The tuning phenomenon is one of the effective strategies to enhance the gas storage density of clathrate hydrates at moderate pressure: small gaseous guest molecules can occupy some of the large cages of binary hydrates that are not occupied by thermodynamic promoters. This work explored tuning phenomena in THF-H-2 hydrates at the molecular level by all-atomic molecular dynamics simulations for the first time. Before conducting molecular dynamics simulations, off-diagonal Lennard-Jones (LJ) parameters between the center of mass of H-2 and oxygen of H2O were optimized from ab-initio calculations with various configurations of H-2 and H2O molecules. These optimized off-diagonal parameters provided reasonable phase equilibrium of THF-H-2 hydrates compared to the simple mixing rule case, which is derived from weakened H-2-H2O interaction and active drifting of H-2 in molecules' 5(12) cages. With the ab-initio modified LJ parameters, the growth of THF-H-2 hydrates was investigated by molecular dynamics simulations under various compositions and pressures of the system. Cage occupancy of H-2 in 5(12) cages of the binary hydrates increased when the THF concentration was lower than 5.56 mol%, but double occupation of H-2 in 5(12) cages was not observed. Cage occupancy of H-2 in 5(12)6(4) cages significantly increased by lowering the THF concentration, and the total storage capacity of H-2 increased by multiple occupations of H-2 in the 5(12)6(4) cages. The growth rate of the THF-H-2 hydrates depended on the THF concentration, and that dependency of the growth rate was due to the wrong adsorption of THF molecules at open small cage sites of the solution-hydrate interface.
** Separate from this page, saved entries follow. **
//! Project path configuration.
//!
//! [`ProjectConfig`] holds every location the pipeline reads from or writes to. It is built once
//! at startup and passed explicitly to all I/O functions, so tests can point it at temporary
//! directories.

use std::path::PathBuf;

use crate::session::{Hemisphere, Session};

/// Relative path from a session directory to the FreeSurfer subjects directory produced by Nibabies.
pub const FREESURFER_SUBDIR: &str = "derivatives/Nibabies_auto/sourcedata/freesurfer";

#[derive(Debug, Clone, PartialEq)]
pub struct ProjectConfig {
    /// Root of the MRI tree, containing one directory per session.
    pub mri_root: PathBuf,

    /// Directory receiving all produced tables. The subject list files for the external tool
    /// are expected here as well.
    pub output_dir: PathBuf,
}

impl ProjectConfig {
    pub fn new<P: Into<PathBuf>, Q: Into<PathBuf>>(mri_root: P, output_dir: Q) -> ProjectConfig {
        ProjectConfig {
            mri_root: mri_root.into(),
            output_dir: output_dir.into(),
        }
    }

    /// The FreeSurfer subjects directory of a session, e.g. `<mri_root>/six_month/derivatives/Nibabies_auto/sourcedata/freesurfer`.
    pub fn subjects_dir(&self, session: Session) -> PathBuf {
        self.mri_root.join(session.dir_name()).join(FREESURFER_SUBDIR)
    }

    /// The qdec subject list passed to `asegstats2table`.
    pub fn subject_list_path(&self, session: Session) -> PathBuf {
        self.output_dir.join(format!("dec_{}.table.dat", session.label()))
    }

    /// The table written by `asegstats2table`.
    pub fn aseg_table_path(&self, session: Session) -> PathBuf {
        self.output_dir.join(format!("aseg_{}.table.txt", session.label()))
    }

    /// The wide brain volume table collected from all `brainvol.stats` files.
    pub fn brainvol_path(&self, session: Session) -> PathBuf {
        self.output_dir.join(format!("brainvol_{}.csv", session.label()))
    }

    /// The wide table collected from all `{lh,rh}.aparc.stats` files of one hemisphere.
    pub fn aparc_path(&self, session: Session, hemisphere: Hemisphere) -> PathBuf {
        self.output_dir.join(format!("aparc_{}_{}.csv", session.label(), hemisphere.label()))
    }

    /// Whether the MRI root exists. Useful to fail early with a clear message when the lab share is not mounted.
    pub fn mri_root_exists(&self) -> bool {
        self.mri_root.is_dir()
    }
}


#[cfg(test)]
mod test {
    use super::*;

    #[test]
    fn session_paths_follow_the_nibabies_layout() {
        let cfg = ProjectConfig::new("/mri", "/out");
        assert_eq!(
            PathBuf::from("/mri/six_month/derivatives/Nibabies_auto/sourcedata/freesurfer"),
            cfg.subjects_dir(Session::SixMonth)
        );
        assert_eq!(PathBuf::from("/out/dec_newborn.table.dat"), cfg.subject_list_path(Session::Newborn));
        assert_eq!(PathBuf::from("/out/aseg_sixmonth.table.txt"), cfg.aseg_table_path(Session::SixMonth));
        assert_eq!(PathBuf::from("/out/brainvol_newborn.csv"), cfg.brainvol_path(Session::Newborn));
        assert_eq!(PathBuf::from("/out/aparc_newborn_rh.csv"), cfg.aparc_path(Session::Newborn, Hemisphere::Rh));
    }

    #[test]
    fn missing_mri_root_is_detected() {
        let tmp = tempfile::tempdir().unwrap();
        assert!(ProjectConfig::new(tmp.path(), tmp.path()).mri_root_exists());
        assert!(!ProjectConfig::new(tmp.path().join("not-mounted"), tmp.path()).mri_root_exists());
    }
}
These results demonstrated that uptake of H-2 could be enhanced by the tuning phenomena when mobile THF molecules in the liquid phase formed binary hydrates with H-2. (C) 2022 Elsevier B.V. All rights reserved.

Automated summary

This work investigated tuning phenomena in THF-H-2 hydrates through all-atomic molecular dynamics simulations, revealing that the occupancy of H-2 in different cages varies with THF concentration, enhancing the uptake of H-2 through tuning phenomena.